STAT3‐mediated MLST8 gene expression regulates cap‐dependent translation in cancer cells

Signal transducer and activator of transcription 3 (STAT3) regulates cell growth, cell survival, angiogenesis, metastasis of cancer cells, and cancer immune evasion by regulating gene expression as a transcription factor. However, the effect of STAT3 on translation is almost unknown. We demonstrated that STAT3 acts as a trans‐acting factor for MLST8 gene expression and the protein level of mLST8, a core component of mechanistic target of rapamycin complex 1 and 2 (mTORC1/2), positively regulates the mTORC1/2 downstream pathways.
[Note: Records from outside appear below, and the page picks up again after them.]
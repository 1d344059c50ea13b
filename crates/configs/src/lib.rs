use anyhow::Result;
use serde::Deserialize;
use anyhow::anyhow;
use std::path::Path;

/// Environment variable overriding `storage.file_path`.
pub const FILE_PATH_ENV: &str = "HBNB_FILE_PATH";

#[derive(Debug, Clone, Deserialize, Default)]
pub struct AppConfig {
    #[serde(default)]
    pub storage: StorageConfig,
    #[serde(default)]
    pub logging: LoggingConfig,
}

#[derive(Debug, Clone, Deserialize)]
pub struct StorageConfig {
    #[serde(default = "default_file_path")]
    pub file_path: String,
    #[serde(default)]
    pub pretty: bool,
}

impl Default for StorageConfig {
    fn default() -> Self {
        Self { file_path: default_file_path(), pretty: false }
    }
}

fn default_file_path() -> String { "file.json".to_string() }

#[derive(Debug, Clone, Copy, Deserialize, Default, PartialEq, Eq)]
#[serde(rename_all = "lowercase")]
pub enum LogFormat {
    #[default]
    Compact,
    Json,
}

#[derive(Debug, Clone, Deserialize, Default)]
pub struct LoggingConfig {
    #[serde(default)]
    pub format: LogFormat,
}

/// Load from `CONFIG_PATH` (default `config.toml`). A missing file yields defaults.
pub fn load_default() -> Result<AppConfig> {
    let path = std::env::var("CONFIG_PATH").unwrap_or_else(|_| "config.toml".to_string());
    if !Path::new(&path).exists() {
        return Ok(AppConfig::default());
    }
    load_from_file(&path)
}

pub fn load_from_file(path: &str) -> Result<AppConfig> {
    let content = std::fs::read_to_string(path)?;
    AppConfig::from_toml_str(&content)
}

impl AppConfig {
    pub fn from_toml_str(content: &str) -> Result<Self> {
        let cfg: AppConfig = toml::from_str(content)?;
        Ok(cfg)
    }

    pub fn load_and_validate() -> Result<Self> {
        let mut cfg = load_default()?;
        cfg.normalize_and_validate()?;
        Ok(cfg)
    }

    pub fn normalize_and_validate(&mut self) -> Result<()> {
        // 环境变量优先于 TOML 中的存储路径
        self.storage.apply_override(std::env::var(FILE_PATH_ENV).ok());
        self.storage.validate()?;
        Ok(())
    }
}

impl StorageConfig {
    /// Replace `file_path` with a non-blank override.
    pub fn apply_override(&mut self, file_path: Option<String>) {
        if let Some(path) = file_path.filter(|p| !p.trim().is_empty()) {
            self.file_path = path;
        }
    }

    pub fn validate(&self) -> Result<()> {
        if self.file_path.trim().is_empty() {
            return Err(anyhow!("storage.file_path 为空；请在 config.toml 或环境变量 {FILE_PATH_ENV} 中提供"));
        }
        if Path::new(&self.file_path).is_dir() {
            return Err(anyhow!("storage.file_path 指向一个目录: {}", self.file_path));
        }
        Ok(())
    }
}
Suppression of STAT3 by siRNA attenuated 4E‐BP1 phosphorylation, cap‐dependent translation, and cell proliferation in a variety of cancer cells. In HCT116 cells, STAT3 knockdown‐induced decreases in 4E‐BP1 and AKT phosphorylation levels were further attenuated by MLST8 knockdown or recovered by mLST8 overexpression. STAT3 knockdown‐induced G2/M phase arrest was partially restored by co‐knockdown of 4EBP1, and the attenuation of cell proliferation was enhanced by the expression of an mTORC1‐mediated phosphorylation‐defective mutant of 4E‐BP1. ChIP and promoter mapping using a luciferase reporter assay showed that the −951 to −894 bp of MLST8 promoter seems to include STAT3‐binding site. Overall, these results suggest that STAT3‐driven MLST8 gene expression regulates cap‐dependent translation through 4E‐BP1 phosphorylation in cancer cells.